WORK REQUEST ::
Retype every entry below exactly as it stands.

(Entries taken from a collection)
Content starts

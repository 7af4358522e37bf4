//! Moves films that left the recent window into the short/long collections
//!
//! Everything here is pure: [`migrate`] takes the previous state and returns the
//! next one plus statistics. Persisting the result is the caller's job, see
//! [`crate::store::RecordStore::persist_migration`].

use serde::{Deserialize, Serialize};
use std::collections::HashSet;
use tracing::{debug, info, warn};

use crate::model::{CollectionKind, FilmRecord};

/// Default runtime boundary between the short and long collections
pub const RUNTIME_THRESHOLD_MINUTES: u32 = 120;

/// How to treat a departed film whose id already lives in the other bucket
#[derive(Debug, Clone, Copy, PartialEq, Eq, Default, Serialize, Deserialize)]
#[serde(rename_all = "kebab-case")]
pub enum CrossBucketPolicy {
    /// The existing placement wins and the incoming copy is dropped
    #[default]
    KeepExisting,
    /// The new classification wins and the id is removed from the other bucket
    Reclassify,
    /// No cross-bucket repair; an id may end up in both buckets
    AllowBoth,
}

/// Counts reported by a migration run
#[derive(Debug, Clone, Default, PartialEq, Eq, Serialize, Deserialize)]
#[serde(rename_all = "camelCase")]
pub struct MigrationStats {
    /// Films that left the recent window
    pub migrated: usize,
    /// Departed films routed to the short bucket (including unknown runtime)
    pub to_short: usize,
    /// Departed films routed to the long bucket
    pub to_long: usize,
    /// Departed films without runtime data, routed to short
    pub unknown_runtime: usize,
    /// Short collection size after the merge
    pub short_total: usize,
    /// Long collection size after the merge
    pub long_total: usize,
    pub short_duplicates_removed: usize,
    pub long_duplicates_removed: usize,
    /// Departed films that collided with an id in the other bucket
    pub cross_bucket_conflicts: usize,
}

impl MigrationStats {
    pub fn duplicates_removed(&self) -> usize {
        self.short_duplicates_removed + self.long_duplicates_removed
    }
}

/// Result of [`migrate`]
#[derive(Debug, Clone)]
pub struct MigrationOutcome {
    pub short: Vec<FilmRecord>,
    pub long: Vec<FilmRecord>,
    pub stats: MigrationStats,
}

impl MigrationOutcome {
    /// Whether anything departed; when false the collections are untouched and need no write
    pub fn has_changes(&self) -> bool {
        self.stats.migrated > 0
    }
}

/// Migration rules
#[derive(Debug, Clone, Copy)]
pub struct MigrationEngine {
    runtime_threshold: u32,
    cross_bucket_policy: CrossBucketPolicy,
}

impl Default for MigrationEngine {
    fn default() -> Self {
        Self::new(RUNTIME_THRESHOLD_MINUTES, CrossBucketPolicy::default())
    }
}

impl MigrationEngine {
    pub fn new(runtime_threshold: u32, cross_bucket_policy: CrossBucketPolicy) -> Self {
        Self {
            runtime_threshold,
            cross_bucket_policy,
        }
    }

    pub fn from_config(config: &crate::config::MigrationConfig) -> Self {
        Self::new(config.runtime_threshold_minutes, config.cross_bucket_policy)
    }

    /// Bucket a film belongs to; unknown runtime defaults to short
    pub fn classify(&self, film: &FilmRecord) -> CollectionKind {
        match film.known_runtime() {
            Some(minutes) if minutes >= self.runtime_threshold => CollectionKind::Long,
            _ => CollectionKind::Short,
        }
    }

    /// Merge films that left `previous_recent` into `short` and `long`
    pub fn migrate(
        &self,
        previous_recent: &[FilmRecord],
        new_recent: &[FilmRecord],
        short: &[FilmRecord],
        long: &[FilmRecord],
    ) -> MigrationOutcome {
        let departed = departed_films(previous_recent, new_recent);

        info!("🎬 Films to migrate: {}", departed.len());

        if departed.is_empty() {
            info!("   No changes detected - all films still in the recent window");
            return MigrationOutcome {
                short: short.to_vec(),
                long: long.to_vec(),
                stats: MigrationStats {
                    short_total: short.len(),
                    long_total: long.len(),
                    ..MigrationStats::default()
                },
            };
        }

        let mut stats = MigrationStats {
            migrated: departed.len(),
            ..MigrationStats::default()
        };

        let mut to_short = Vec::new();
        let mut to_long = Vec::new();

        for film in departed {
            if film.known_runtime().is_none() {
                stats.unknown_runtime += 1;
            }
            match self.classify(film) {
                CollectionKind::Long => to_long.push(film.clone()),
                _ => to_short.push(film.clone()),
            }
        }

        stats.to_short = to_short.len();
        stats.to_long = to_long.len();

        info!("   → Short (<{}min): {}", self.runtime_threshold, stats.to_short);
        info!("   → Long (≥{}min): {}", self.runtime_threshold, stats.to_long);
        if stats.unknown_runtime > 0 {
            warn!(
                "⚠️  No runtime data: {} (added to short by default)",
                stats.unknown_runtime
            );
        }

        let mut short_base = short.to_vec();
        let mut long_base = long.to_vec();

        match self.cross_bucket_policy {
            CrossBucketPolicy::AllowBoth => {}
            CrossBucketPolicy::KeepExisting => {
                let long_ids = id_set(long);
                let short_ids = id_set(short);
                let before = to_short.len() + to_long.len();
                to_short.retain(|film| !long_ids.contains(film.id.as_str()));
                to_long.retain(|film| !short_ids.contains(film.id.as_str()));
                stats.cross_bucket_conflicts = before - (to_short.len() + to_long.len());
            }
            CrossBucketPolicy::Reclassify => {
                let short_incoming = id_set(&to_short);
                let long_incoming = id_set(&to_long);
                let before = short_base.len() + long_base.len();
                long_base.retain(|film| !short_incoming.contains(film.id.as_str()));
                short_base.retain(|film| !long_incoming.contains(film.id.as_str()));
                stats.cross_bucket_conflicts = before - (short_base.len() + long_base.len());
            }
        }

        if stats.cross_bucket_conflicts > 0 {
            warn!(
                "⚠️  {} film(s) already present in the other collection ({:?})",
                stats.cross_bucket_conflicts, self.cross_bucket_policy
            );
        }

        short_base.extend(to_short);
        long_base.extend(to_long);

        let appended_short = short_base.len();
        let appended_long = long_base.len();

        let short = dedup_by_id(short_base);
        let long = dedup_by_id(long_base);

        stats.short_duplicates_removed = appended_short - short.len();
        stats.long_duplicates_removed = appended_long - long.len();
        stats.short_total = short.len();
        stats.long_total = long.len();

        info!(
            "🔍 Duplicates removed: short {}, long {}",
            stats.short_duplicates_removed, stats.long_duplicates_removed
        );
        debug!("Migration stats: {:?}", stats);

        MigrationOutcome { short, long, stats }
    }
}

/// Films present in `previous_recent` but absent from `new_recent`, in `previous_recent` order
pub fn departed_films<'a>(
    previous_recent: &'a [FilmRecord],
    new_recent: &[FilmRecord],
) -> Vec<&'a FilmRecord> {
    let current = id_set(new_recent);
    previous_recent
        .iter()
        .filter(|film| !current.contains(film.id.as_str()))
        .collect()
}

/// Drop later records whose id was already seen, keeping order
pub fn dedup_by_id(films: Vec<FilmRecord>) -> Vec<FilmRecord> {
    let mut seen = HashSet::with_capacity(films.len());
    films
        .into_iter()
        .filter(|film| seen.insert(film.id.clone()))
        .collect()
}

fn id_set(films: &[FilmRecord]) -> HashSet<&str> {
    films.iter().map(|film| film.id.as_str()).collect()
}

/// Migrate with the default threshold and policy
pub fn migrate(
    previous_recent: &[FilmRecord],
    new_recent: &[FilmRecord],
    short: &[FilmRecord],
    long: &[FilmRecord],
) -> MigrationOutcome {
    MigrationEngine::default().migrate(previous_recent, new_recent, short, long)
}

Content ends

REPLY TO THE TASK ::
repository 7af4358522e37bf4
//! Moves films that left the recent window into the short/long collections
//!
//! Everything here is pure: [`migrate`] takes the previous state and returns the
//! next one plus statistics. Persisting the result is the caller's job, see
//! [`crate::store::RecordStore::persist_migration`].

use serde::{Deserialize, Serialize};
use std::collections::HashSet;
use tracing::{debug, info, warn};

use crate::model::{CollectionKind, FilmRecord};

/// Default runtime boundary between the short and long collections
pub const RUNTIME_THRESHOLD_MINUTES: u32 = 120;

/// How to treat a departed film whose id already lives in the other bucket
#[derive(Debug, Clone, Copy, PartialEq, Eq, Default, Serialize, Deserialize)]
#[serde(rename_all = "kebab-case")]
pub enum CrossBucketPolicy {
    /// The existing placement wins and the incoming copy is dropped
    #[default]
    KeepExisting,
    /// The new classification wins and the id is removed from the other bucket
    Reclassify,
    /// No cross-bucket repair; an id may end up in both buckets
    AllowBoth,
}

/// Counts reported by a migration run
#[derive(Debug, Clone, Default, PartialEq, Eq, Serialize, Deserialize)]
#[serde(rename_all = "camelCase")]
pub struct MigrationStats {
    /// Films that left the recent window
    pub migrated: usize,
    /// Departed films routed to the short bucket (including unknown runtime)
    pub to_short: usize,
    /// Departed films routed to the long bucket
    pub to_long: usize,
    /// Departed films without runtime data, routed to short
    pub unknown_runtime: usize,
    /// Short collection size after the merge
    pub short_total: usize,
    /// Long collection size after the merge
    pub long_total: usize,
    pub short_duplicates_removed: usize,
    pub long_duplicates_removed: usize,
    /// Departed films that collided with an id in the other bucket
    pub cross_bucket_conflicts: usize,
}

impl MigrationStats {
    pub fn duplicates_removed(&self) -> usize {
        self.short_duplicates_removed + self.long_duplicates_removed
    }
}

/// Result of [`migrate`]
#[derive(Debug, Clone)]
pub struct MigrationOutcome {
    pub short: Vec<FilmRecord>,
    pub long: Vec<FilmRecord>,
    pub stats: MigrationStats,
}

impl MigrationOutcome {
    /// Whether anything departed; when false the collections are untouched and need no write
    pub fn has_changes(&self) -> bool {
        self.stats.migrated > 0
    }
}

/// Migration rules
#[derive(Debug, Clone, Copy)]
pub struct MigrationEngine {
    runtime_threshold: u32,
    cross_bucket_policy: CrossBucketPolicy,
}

impl Default for MigrationEngine {
    fn default() -> Self {
        Self::new(RUNTIME_THRESHOLD_MINUTES, CrossBucketPolicy::default())
    }
}

impl MigrationEngine {
    pub fn new(runtime_threshold: u32, cross_bucket_policy: CrossBucketPolicy) -> Self {
        Self {
            runtime_threshold,
            cross_bucket_policy,
        }
    }

    pub fn from_config(config: &crate::config::MigrationConfig) -> Self {
        Self::new(config.runtime_threshold_minutes, config.cross_bucket_policy)
    }

    /// Bucket a film belongs to; unknown runtime defaults to short
    pub fn classify(&self, film: &FilmRecord) -> CollectionKind {
        match film.known_runtime() {
            Some(minutes) if minutes >= self.runtime_threshold => CollectionKind::Long,
            _ => CollectionKind::Short,
        }
    }

    /// Merge films that left `previous_recent` into `short` and `long`
    pub fn migrate(
        &self,
        previous_recent: &[FilmRecord],
        new_recent: &[FilmRecord],
        short: &[FilmRecord],
        long: &[FilmRecord],
    ) -> MigrationOutcome {
        let departed = departed_films(previous_recent, new_recent);

        info!("🎬 Films to migrate: {}", departed.len());

        if departed.is_empty() {
            info!("   No changes detected - all films still in the recent window");
            return MigrationOutcome {
                short: short.to_vec(),
                long: long.to_vec(),
                stats: MigrationStats {
                    short_total: short.len(),
                    long_total: long.len(),
                    ..MigrationStats::default()
                },
            };
        }

        let mut stats = MigrationStats {
            migrated: departed.len(),
            ..MigrationStats::default()
        };

        let mut to_short = Vec::new();
        let mut to_long = Vec::new();

        for film in departed {
            if film.known_runtime().is_none() {
                stats.unknown_runtime += 1;
            }
            match self.classify(film) {
                CollectionKind::Long => to_long.push(film.clone()),
                _ => to_short.push(film.clone()),
            }
        }

        stats.to_short = to_short.len();
        stats.to_long = to_long.len();

        info!("   → Short (<{}min): {}", self.runtime_threshold, stats.to_short);
        info!("   → Long (≥{}min): {}", self.runtime_threshold, stats.to_long);
        if stats.unknown_runtime > 0 {
            warn!(
                "⚠️  No runtime data: {} (added to short by default)",
                stats.unknown_runtime
            );
        }

        let mut short_base = short.to_vec();
        let mut long_base = long.to_vec();

        match self.cross_bucket_policy {
            CrossBucketPolicy::AllowBoth => {}
            CrossBucketPolicy::KeepExisting => {
                let long_ids = id_set(long);
                let short_ids = id_set(short);
                let before = to_short.len() + to_long.len();
                to_short.retain(|film| !long_ids.contains(film.id.as_str()));
                to_long.retain(|film| !short_ids.contains(film.id.as_str()));
                stats.cross_bucket_conflicts = before - (to_short.len() + to_long.len());
            }
            CrossBucketPolicy::Reclassify => {
                let short_incoming = id_set(&to_short);
                let long_incoming = id_set(&to_long);
                let before = short_base.len() + long_base.len();
                long_base.retain(|film| !short_incoming.contains(film.id.as_str()));
                short_base.retain(|film| !long_incoming.contains(film.id.as_str()));
                stats.cross_bucket_conflicts = before - (short_base.len() + long_base.len());
            }
        }

        if stats.cross_bucket_conflicts > 0 {
            warn!(
                "⚠️  {} film(s) already present in the other collection ({:?})",
                stats.cross_bucket_conflicts, self.cross_bucket_policy
            );
        }

        short_base.extend(to_short);
        long_base.extend(to_long);

        let appended_short = short_base.len();
        let appended_long = long_base.len();

        let short = dedup_by_id(short_base);
        let long = dedup_by_id(long_base);

        stats.short_duplicates_removed = appended_short - short.len();
        stats.long_duplicates_removed = appended_long - long.len();
        stats.short_total = short.len();
        stats.long_total = long.len();

        info!(
            "🔍 Duplicates removed: short {}, long {}",
            stats.short_duplicates_removed, stats.long_duplicates_removed
        );
        debug!("Migration stats: {:?}", stats);

        MigrationOutcome { short, long, stats }
    }
}

/// Films present in `previous_recent` but absent from `new_recent`, in `previous_recent` order
pub fn departed_films<'a>(
    previous_recent: &'a [FilmRecord],
    new_recent: &[FilmRecord],
) -> Vec<&'a FilmRecord> {
    let current = id_set(new_recent);
    previous_recent
        .iter()
        .filter(|film| !current.contains(film.id.as_str()))
        .collect()
}

/// Drop later records whose id was already seen, keeping order
pub fn dedup_by_id(films: Vec<FilmRecord>) -> Vec<FilmRecord> {
    let mut seen = HashSet::with_capacity(films.len());
    films
        .into_iter()
        .filter(|film| seen.insert(film.id.clone()))
        .collect()
}

fn id_set(films: &[FilmRecord]) -> HashSet<&str> {
    films.iter().map(|film| film.id.as_str()).collect()
}

/// Migrate with the default threshold and policy
pub fn migrate(
    previous_recent: &[FilmRecord],
    new_recent: &[FilmRecord],
    short: &[FilmRecord],
    long: &[FilmRecord],
) -> MigrationOutcome {
    MigrationEngine::default().migrate(previous_recent, new_recent, short, long)
}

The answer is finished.